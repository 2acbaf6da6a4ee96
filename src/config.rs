// src/config.rs

//! Defines the configuration for a data generation run.
//!
//! The struct can be deserialized from a JSON file and is then overridden by
//! command-line flags. Default values match a small local run: a handful of
//! files with a few hundred records each, written under `data/unprocessed`.

use serde::{Deserialize, Serialize};
use std::fs;
use std::path::{Path, PathBuf};

use crate::cost_model::Metric;
use crate::error::{DataGenError, Result};

/// Name of the problem dump written next to the dataset files.
pub const PROBLEM_LOG_FILE: &str = "problem.log";

/// Represents the complete configuration of a generation run.
#[derive(Debug, Clone, Serialize, Deserialize, PartialEq)]
#[serde(default)] // Missing fields fall back to `Config::default()`.
pub struct Config {
    /// Directory receiving `data_{i}.jsonl` files and `problem.log`.
    pub output_dir: PathBuf,
    /// Number of dataset files to produce.
    pub num_files: usize,
    /// Records per dataset file.
    pub samples_per_file: usize,
    /// Records expected for the problem. Informational only; defaults to
    /// `num_files * samples_per_file`.
    pub samples_per_problem: Option<usize>,
    /// Worker count. `None` uses the host's available parallelism.
    pub concurrency: Option<usize>,
    /// Seed for the problem draw and all sampling streams.
    /// `None` draws a fresh seed, so reruns see a different problem.
    pub seed: Option<u64>,
    /// Cost metric requested from the cost model.
    pub metric: Metric,
}

impl Default for Config {
    fn default() -> Self {
        Config {
            output_dir: PathBuf::from("data/unprocessed"),
            num_files: 8,
            samples_per_file: 500,
            samples_per_problem: None,
            concurrency: None,
            seed: None,
            metric: Metric::Raw,
        }
    }
}

impl Config {
    /// Loads a configuration from a JSON file.
    pub fn load(path: &Path) -> Result<Self> {
        let text = fs::read_to_string(path).map_err(|e| DataGenError::io(path, e))?;
        serde_json::from_str(&text).map_err(|e| {
            DataGenError::InvalidConfig(format!("{}: {}", path.display(), e))
        })
    }

    /// Rejects configurations that cannot produce a dataset.
    pub fn validate(&self) -> Result<()> {
        if self.num_files == 0 {
            return Err(DataGenError::InvalidConfig(
                "num_files must be at least 1".to_string(),
            ));
        }
        if self.samples_per_file == 0 {
            return Err(DataGenError::InvalidConfig(
                "samples_per_file must be at least 1".to_string(),
            ));
        }
        if self.concurrency == Some(0) {
            return Err(DataGenError::InvalidConfig(
                "concurrency must be at least 1 when given".to_string(),
            ));
        }
        Ok(())
    }

    /// Total records a run will write.
    pub fn total_samples(&self) -> usize {
        self.num_files * self.samples_per_file
    }

    /// The advertised records-per-problem figure.
    ///
    /// This is never enforced; a value that disagrees with
    /// `num_files * samples_per_file` only produces a warning.
    pub fn samples_per_problem(&self) -> usize {
        let total = self.total_samples();
        match self.samples_per_problem {
            Some(n) if n != total => {
                log::warn!(
                    "samples_per_problem={} does not match num_files * samples_per_file = {}; \
                     the file layout wins",
                    n,
                    total
                );
                n
            }
            Some(n) => n,
            None => total,
        }
    }

    pub fn problem_log_path(&self) -> PathBuf {
        self.output_dir.join(PROBLEM_LOG_FILE)
    }
}

#[cfg(test)]
mod tests {
    use super::*;
    use anyhow::Result;
    use std::io::Write;
    use test_log::test;

    #[test]
    fn it_should_provide_a_valid_default_config() {
        let config = Config::default();
        assert!(config.validate().is_ok());
        assert_eq!(config.metric, Metric::Raw);
        assert_eq!(config.samples_per_problem(), config.total_samples());
    }

    #[test]
    fn it_should_reject_zero_counts() {
        let config = Config {
            num_files: 0,
            ..Config::default()
        };
        assert!(matches!(config.validate(), Err(DataGenError::InvalidConfig(_))));

        let config = Config {
            samples_per_file: 0,
            ..Config::default()
        };
        assert!(matches!(config.validate(), Err(DataGenError::InvalidConfig(_))));

        let config = Config {
            concurrency: Some(0),
            ..Config::default()
        };
        assert!(matches!(config.validate(), Err(DataGenError::InvalidConfig(_))));
    }

    #[test]
    fn it_should_keep_a_mismatching_samples_per_problem_without_enforcing_it() {
        let config = Config {
            num_files: 3,
            samples_per_file: 5,
            samples_per_problem: Some(100),
            ..Config::default()
        };
        assert!(config.validate().is_ok());
        assert_eq!(config.samples_per_problem(), 100);
        assert_eq!(config.total_samples(), 15);
    }

    #[test]
    fn it_should_load_partial_json_with_defaults() -> Result<()> {
        let mut file = tempfile::NamedTempFile::new()?;
        write!(
            file,
            r#"{{ "output_dir": "out", "num_files": 3, "metric": "edp" }}"#
        )?;

        let config = Config::load(file.path())?;
        assert_eq!(config.output_dir, PathBuf::from("out"));
        assert_eq!(config.num_files, 3);
        assert_eq!(config.metric, Metric::Edp);
        assert_eq!(config.samples_per_file, Config::default().samples_per_file);
        Ok(())
    }

    #[test]
    fn it_should_report_malformed_json_as_invalid_config() -> Result<()> {
        let mut file = tempfile::NamedTempFile::new()?;
        write!(file, "{{ not json")?;

        let err = Config::load(file.path()).unwrap_err();
        assert!(matches!(err, DataGenError::InvalidConfig(_)));
        Ok(())
    }
}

# # # # #

> WORK INSTRUCTIONS: Among the entries, how many lines hold the string "dataset"? Answer with a bare number.

> ANSWER SPACE: 4